A) Déroulement de l’investigation 

I. Contexte du recueil et participant-e-s

a. Le contexte givordin

La première phase d’investigation s’est déroulée sur la commune de Givors, ville d’environ 20 000 habitant-e-s, située à une vingtaine de kilomètres au sud de Lyon, au bord du Rhône. Givors est une ville industrielle et se caractérise donc par une importante population ouvrière. Givors est “réputée” pour le grand nombre de travailleurs sociaux intervenant auprès de la population : cette spécificité givordine (ou en tout cas perçue comme telle) est apparue à plusieurs reprises dans les entretiens. De manière générale, la ville de Givors est le lieu d’une dynamique sociale particulièrement développée. En témoigne le fait que cette ville a été dans les premières à mettre en œuvre des dispositifs tels qu’un Conseil Local de Santé Mentale (CLSM), qui développe et formalise le partenariat entre acteurs du champ de la santé mentale et acteurs du champ social, médico-social, etc., ou encore celui d’un Conseil Local de Sécurité et de Prévention de la Délinquance (CLSPD). L’Instance Locale de Gérontologie est un troisième dispositif partenarial : il réunit les différentes structures qui interviennent auprès de la population âgée de Givors. Aussi existe-t-il un partenariat important entre les différentes structures et institutions oeuvrant dans le champ social, sanitaire... D’autre part, Givors est le lieu de nombreuses démarches de diagnostic et de recherche, qui témoignent de ce dynamisme local et viennent le renforcer.

Ces éléments sont à prendre en compte dans le regard porté sur les données que nous présenterons ultérieurement : la dynamique partenariale, qui génère beaucoup de rencontres, de réunions, de travail collectif, vient créer des lieux d’échange qui participent à une transmission, à une transformation et à une création de représentations professionnelles. C’est pourquoi ce contexte ne peut être négligé dans l’étude du discours que nous avons recueilli. Etant donné notre objet de recherche, qui vise à saisir les transformations actuelles des représentations de l’aide à autrui, ce contexte s’avère particulièrement pertinent pour observer l’évolution des représentations professionnelles à l’œuvre dans le champ social. Si le discours recueilli ne peut être considéré comme représentatif de l’ensemble du champ de l’intervention sociale, du moins vient-il témoigner de ce qui se produit dans ce laboratoire du champ social que constitue le terrain givordin. Ce contexte général étant décrit, nous allons préciser les modalités du déroulement des rencontres. Là encore, la narration ne peut être formulée qu’à la première personne.

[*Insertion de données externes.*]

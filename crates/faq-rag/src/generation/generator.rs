//! Response generator: prompt in, answer text out

use std::sync::Arc;

use crate::error::Result;
use crate::providers::{ChatModel, GenerationParams};
use crate::types::Chunk;

use super::prompt::{PromptBuilder, PromptRequest};

/// Formats retrieved chunks and the question into a prompt and asks the
/// chat model for an answer
pub struct ResponseGenerator {
    model: Arc<dyn ChatModel>,
}

impl ResponseGenerator {
    pub fn new(model: Arc<dyn ChatModel>) -> Self {
        Self { model }
    }

    /// Generate an answer grounded in `chunks`. An empty slice still sends a
    /// well-formed prompt with an empty context block.
    pub async fn generate(
        &self,
        chunks: &[Chunk],
        question: &str,
        params: &GenerationParams,
    ) -> Result<String> {
        let prompt = PromptBuilder::build(chunks, question);
        self.generate_from_prompt(&prompt, params).await
    }

    /// Send an already-built prompt
    pub async fn generate_from_prompt(
        &self,
        prompt: &PromptRequest,
        params: &GenerationParams,
    ) -> Result<String> {
        tracing::debug!(
            "Prompt: {} context chars via {}",
            prompt.system_instructions.len(),
            self.model.name()
        );
        self.model.complete(&prompt.to_messages(), params).await
    }
}

#[cfg(test)]
mod tests {
    use super::*;
    use crate::config::LlmConfig;
    use crate::error::Error;
    use crate::generation::prompt::SYSTEM_TEMPLATE;
    use crate::test_support::RecordingChatModel;
    use crate::types::Role;

    #[tokio::test]
    async fn test_generate_with_empty_retrieval() {
        let model = Arc::new(RecordingChatModel::answering("No idea."));
        let generator = ResponseGenerator::new(model.clone());
        let params = GenerationParams::from_config(&LlmConfig::default());

        let answer = generator.generate(&[], "X", &params).await.unwrap();
        assert_eq!(answer, "No idea.");

        let calls = model.calls();
        assert_eq!(calls.len(), 1);
        let (messages, used) = &calls[0];
        assert_eq!(messages[0].role, Role::System);
        assert_eq!(messages[0].content, SYSTEM_TEMPLATE);
        assert_eq!(messages[1].content, "X");
        assert_eq!(used.model, "gpt-3.5-turbo");
    }

    #[tokio::test]
    async fn test_generation_error_propagates() {
        let model = Arc::new(RecordingChatModel::failing());
        let generator = ResponseGenerator::new(model);
        let params = GenerationParams::from_config(&LlmConfig::default());

        let err = generator
            .generate(&[Chunk::new("ctx", 0)], "Q?", &params)
            .await
            .unwrap_err();
        assert!(matches!(err, Error::Generation(_)));
    }
}
//! Provider abstractions for embeddings and chat completion
//!
//! The pipeline talks to these traits only; `OpenAiClient` is the production
//! implementation of both.

pub mod embedding;
pub mod llm;
pub mod openai;

pub use embedding::EmbeddingProvider;
pub use llm::{ChatMessage, ChatModel, GenerationParams};
pub use openai::OpenAiClient;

Le terrain givordin ne m’était pas inconnu lorsque j’y suis arrivée pour cette phase exploratoire de recherche. En effet, j’avais eu l’occasion, deux ans auparavant, de mener une recherche sur cette même commune de Givors. Cette recherche, réalisée dans le cadre du DESS de Psychologie des Liens Sociaux et des Relations Interculturelles, portait sur la question du suicide des personnes âgées. J’ai abordé cette problématique sous l’angle des représentations sociales, et plus précisément des représentations des acteurs professionnels du secteur gérontologique : comment ceux-ci décrivaient-ils et comprenaient-ils ce phénomène ? Ceci m’avait amenée à rencontrer, pour des entretiens, différents acteurs professionnels et bénévoles de ce champ. Si cette première incursion sur les terres givordines m’a apporté une connaissance du contexte local, aucune des personnes interrogées dans le cadre de ma recherche actuelle n’avait été rencontrée précédemment. Aussi les effets de ma première investigation sont-ils minimes, du moins du côté des participant-e-s que j’ai interrogées. De mon côté, cette précédente recherche, bien que centrée sur un autre questionnement, a amorcé une réflexion sur le positionnement des intervenants sociaux : le profond sentiment de culpabilité qui émergeait dans les entretiens m’a amenée à m’interroger sur les modes d’implication et d’intervention de ces acteurs. Cette expérience n’est donc pas sans lien avec le choix de l’objet de recherche étudié ici. Elle a d’ailleurs fondé la rédaction d’un article (non publié) et une communication orale (Gonin, 2002) dans le cadre du GREPSY102, qui ont justifié l’équivalence de DEA que j’ai obtenue et qui m’ont permis d’initier ce doctorat en psychologie sociale.

Notes
102.

Association qui organise des conférences au sein de l’Hôpital Saint-Jean-de-Dieu (69).